Das ist ja eine Xai im Diablo Design, also technisch das Vorgängermodell der Sensei.
Ich muss aber auch sagen dass ich ungern ein Spielelogo auf der Maus hätte. Insbesondere mit Diablo kann ich eigentlich recht wenig anfangen. 

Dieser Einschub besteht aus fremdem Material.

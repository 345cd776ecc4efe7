use serde::{Deserialize, Serialize};
use std::path::PathBuf;

use oembed_core::{FetchOptions, RenderOptions, ResolverConfig};

#[derive(Debug, Clone, Default, PartialEq, Eq, Deserialize, Serialize)]
pub struct Config {
    /// Providers file that replaces the bundled list. `~` is expanded.
    #[serde(default, skip_serializing_if = "Option::is_none")]
    pub providers: Option<PathBuf>,

    #[serde(default)]
    pub resolver: ResolverSettings,

    #[serde(default)]
    pub http: HttpConfig,
}

#[derive(Debug, Clone, Default, PartialEq, Eq, Deserialize, Serialize)]
pub struct ResolverSettings {
    /// Render AMP markup by default
    #[serde(default)]
    pub amp: bool,

    /// Default render width in pixels (heights are rounded)
    #[serde(default)]
    pub width: Option<u32>,

    /// Sent to oEmbed endpoints as `maxwidth`
    #[serde(default)]
    pub max_width: Option<u32>,

    /// Sent to oEmbed endpoints as `maxheight`
    #[serde(default)]
    pub max_height: Option<u32>,
}

impl ResolverSettings {
    pub fn resolver_config(&self) -> ResolverConfig {
        ResolverConfig {
            amp: self.amp,
            options: RenderOptions {
                width: self.width,
                amp: None,
            },
        }
    }

    pub fn fetch_options(&self) -> FetchOptions {
        FetchOptions {
            max_width: self.max_width,
            max_height: self.max_height,
        }
    }
}

#[derive(Debug, Clone, PartialEq, Eq, Deserialize, Serialize)]
pub struct HttpConfig {
    /// Request timeout in seconds (default: 10)
    #[serde(default = "default_timeout_secs")]
    pub timeout_secs: u64,

    /// User-Agent header; the library default is used when unset
    #[serde(default)]
    pub user_agent: Option<String>,
}

fn default_timeout_secs() -> u64 {
    10
}

impl Default for HttpConfig {
    fn default() -> Self {
        Self {
            timeout_secs: default_timeout_secs(),
            user_agent: None,
        }
    }
}
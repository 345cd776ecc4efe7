//! URL patterns used to match providers.

use regex::Regex;

use crate::error::{Error, Result};

/// A compiled set of URL patterns. A URL matches when any pattern does.
#[derive(Debug, Clone)]
pub struct UrlPattern {
    regexes: Vec<Regex>,
}

impl UrlPattern {
    /// Compile oEmbed-style schemes (`https://youtu.be/*`) and an optional
    /// raw regex.
    ///
    /// `*` in a scheme matches any run of characters. Schemes starting with
    /// `http://` or `https://` accept either protocol.
    pub fn compile(provider: &str, schemes: &[String], pattern: Option<&str>) -> Result<Self> {
        let mut sources: Vec<String> = schemes.iter().map(|s| scheme_to_regex(s)).collect();
        if let Some(pattern) = pattern {
            sources.push(pattern.to_string());
        }
        if sources.is_empty() {
            return Err(Error::config(format!(
                "provider '{}' needs at least one scheme or a pattern",
                provider
            )));
        }

        let regexes = sources
            .iter()
            .map(|source| {
                Regex::new(source).map_err(|source| Error::Pattern {
                    provider: provider.to_string(),
                    source,
                })
            })
            .collect::<Result<Vec<_>>>()?;

        Ok(Self { regexes })
    }

    pub fn is_match(&self, url: &str) -> bool {
        self.regexes.iter().any(|re| re.is_match(url))
    }

    /// The first regex that matches `url`.
    pub fn find(&self, url: &str) -> Option<&Regex> {
        self.regexes.iter().find(|re| re.is_match(url))
    }
}

/// Translate an oEmbed scheme into an anchored, case-insensitive regex.
pub fn scheme_to_regex(scheme: &str) -> String {
    let (prefix, rest) = if let Some(rest) = scheme.strip_prefix("https://") {
        ("https?://", rest)
    } else if let Some(rest) = scheme.strip_prefix("http://") {
        ("https?://", rest)
    } else {
        ("", scheme)
    };

    let body = rest
        .split('*')
        .map(regex::escape)
        .collect::<Vec<_>>()
        .join(".*");

    format!("(?i)^{}{}$", prefix, body)
}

Hab nun auch noch die Roccat Savu entdeckt. Scheint einen guten Sensor zu haben und recht zuverlässig zu sein (bis auf Probleme mit der Gummibeschichtung die sich wohl recht schnell abnutzen soll). Kann das jemand bestätigen?


----------



## svd (19. November 2013)

Mist, da hättest du die letzten Tage/Wochen immer auf Amazon gucken müssen. Da waren die "Roccat Kone Pure" (die in den verrückten quietschbunten Farben), die "Steelseries Sensei Raw" und einige Logitech Mäuse der Reihe nach im Tagesangebot.
Na, vlt. kommt ja wieder eine in den nächsten Tagen.


----------



## Chemenu (19. November 2013)

svd schrieb:


> Mist, da hättest du die letzten Tage/Wochen immer auf Amazon gucken müssen. Da waren die "Roccat Kone Pure" (die in den verrückten quietschbunten Farben), die "Steelseries Sensei Raw" und einige Logitech Mäuse der Reihe nach im Tagesangebot.
> Na, vlt. kommt ja wieder eine in den nächsten Tagen.

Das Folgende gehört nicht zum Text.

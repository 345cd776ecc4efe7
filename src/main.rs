mod cli;

use oembed::config;
use oembed_core::{ProviderRegistry, RenderOptions, Strategy};

use anyhow::{Context, Result};
use clap::Parser;
use cli::{Cli, Commands};
use std::path::Path;

fn main() -> Result<()> {
    let cli = Cli::parse();

    // Respect RUST_LOG env var if set, otherwise use defaults based on verbose flag
    let env_filter = std::env::var("RUST_LOG").unwrap_or_else(|_| {
        if cli.verbose {
            "oembed=debug,oembed_core=debug".to_string()
        } else {
            "oembed=info,oembed_core=info".to_string()
        }
    });

    tracing_subscriber::fmt()
        .with_env_filter(&env_filter)
        .with_writer(std::io::stderr)
        .init();

    match cli.command {
        Commands::Resolve {
            url,
            width,
            amp,
            json,
        } => resolve(&url, width, amp, json, cli.config.as_deref()),
        Commands::Match { url } => match_url(&url, cli.config.as_deref()),
        Commands::Providers => list_providers(cli.config.as_deref()),
        Commands::Validate { path } => validate_providers(path.as_deref(), cli.config.as_deref()),
        Commands::Version => {
            println!("oembed {}", env!("CARGO_PKG_VERSION"));
            Ok(())
        }
    }
}

fn resolve(
    url: &str,
    width: Option<u32>,
    amp: bool,
    json: bool,
    config_path: Option<&Path>,
) -> Result<()> {
    let config = config::load_config_or_default(config_path)?;
    let resolver = config::build_resolver(&config)?;

    tracing::info!("Resolving {}", url);
    let Some(embed) = resolver.get(url) else {
        anyhow::bail!("No embed found for {}", url);
    };

    let mut options = RenderOptions::new();
    if let Some(width) = width {
        options = options.width(width);
    }
    let options = (!options.is_empty()).then_some(options);
    let html = if amp {
        embed.amp_html(options)
    } else {
        embed.html(options)
    };

    if json {
        let output = serde_json::json!({
            "url": embed.url(),
            "provider": embed.provider_name(),
            "kind": embed.kind(),
            "type": embed.media_type(),
            "html": html,
            "script": embed.script(),
            "thumbnail": embed.thumbnail(),
            "data": embed.data(),
        });
        println!("{}", serde_json::to_string_pretty(&output)?);
    } else {
        println!("{}", html);
        if let Some(script) = embed.script() {
            println!("<script async src=\"{}\"></script>", script);
        }
    }

    Ok(())
}

fn match_url(url: &str, config_path: Option<&Path>) -> Result<()> {
    let config = config::load_config_or_default(config_path)?;
    let registry = config::build_registry(&config)?;

    match registry.find(url) {
        Some(provider) => {
            println!("{} ({})", provider.name(), strategy_label(provider.strategy()));
            Ok(())
        }
        None => anyhow::bail!("No provider matches {}", url),
    }
}

fn list_providers(config_path: Option<&Path>) -> Result<()> {
    let config = config::load_config_or_default(config_path)?;
    let registry = config::build_registry(&config)?;
    print_providers(&registry);
    Ok(())
}

fn validate_providers(path: Option<&Path>, config_path: Option<&Path>) -> Result<()> {
    let registry = match path {
        Some(p) => {
            println!("Validating providers: {:?}", p);
            ProviderRegistry::from_path(p)
                .with_context(|| format!("Invalid providers file: {:?}", p))?
        }
        None => {
            let config = config::load_config_or_default(config_path)?;
            config::build_registry(&config)?
        }
    };

    println!("✓ Providers are valid");
    println!("  Providers: {}", registry.len());
    println!(
        "    Protocol: {}",
        registry
            .iter()
            .filter(|p| matches!(p.strategy(), Strategy::Protocol(_)))
            .count()
    );
    println!(
        "    Template: {}",
        registry
            .iter()
            .filter(|p| matches!(p.strategy(), Strategy::Template(_)))
            .count()
    );

    Ok(())
}

fn print_providers(registry: &ProviderRegistry) {
    for (i, provider) in registry.iter().enumerate() {
        print!("{:>3}. {} ({})", i + 1, provider.name(), strategy_label(provider.strategy()));
        if let Some(script) = provider.script() {
            print!(" [script: {}]", script);
        }
        println!();
    }
}

fn strategy_label(strategy: &Strategy) -> &'static str {
    match strategy {
        Strategy::Protocol(_) => "protocol",
        Strategy::Template(_) => "template",
    }
}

 Ja aber ich müsste erst mal wissen welche ich denn kaufen soll/will.


----------



## Herbboy (19. November 2013)

Chemenu schrieb:


> Das ist ja eine Xai im Diablo Design, also technisch das Vorgängermodell der Sensei.
> Ich muss aber auch sagen dass ich ungern ein Spielelogo auf der Maus hätte. Insbesondere mit Diablo kann ich eigentlich recht wenig anfangen.


 ich auch nicht, aber die Hand liegt ja eh fast immer drauf    aber ehrlich gesagt sieht das pulsierende LED-Licht sogar ziemlich cool aus, und "diablo 3" steht nur ganz unten am Rand, der Rest sieht einfach nur nach "irgendeinem" Tribal-Muster aus.

 is halt allgemein die Frage: 80€ und sich vlt nach 2 Jahren ärgern wegen Mängeln, oder nur 40€, sich dann auch nach 2 Jahren ärgern, ABER nach nem Neukauf in der Summe grad mal insgesamt 80€ ausgegeben...?


----------



## Chemenu (19. November 2013)

Hab mir nun eine Steelseries Sensei gekauft.
Der Treiber (Steelseries Engine) ist ja wohl unter aller Sau. Stürzt ständig ab, erkennt die Maus nicht, fordert dauernd eine Neuinstallation. 
Hab es bis jetzt geschafft ein Profil nach meinem Geschmack zu erstellen und auf der Maus zu speichern. 
Beim zweiten Profil hänge ich momentan noch, weil die Engine dauernd Fehlermeldungen anzeigt wenn ich versuche das Profil auf die Maus zu übertragen. Und dann irgendwann abstürzt.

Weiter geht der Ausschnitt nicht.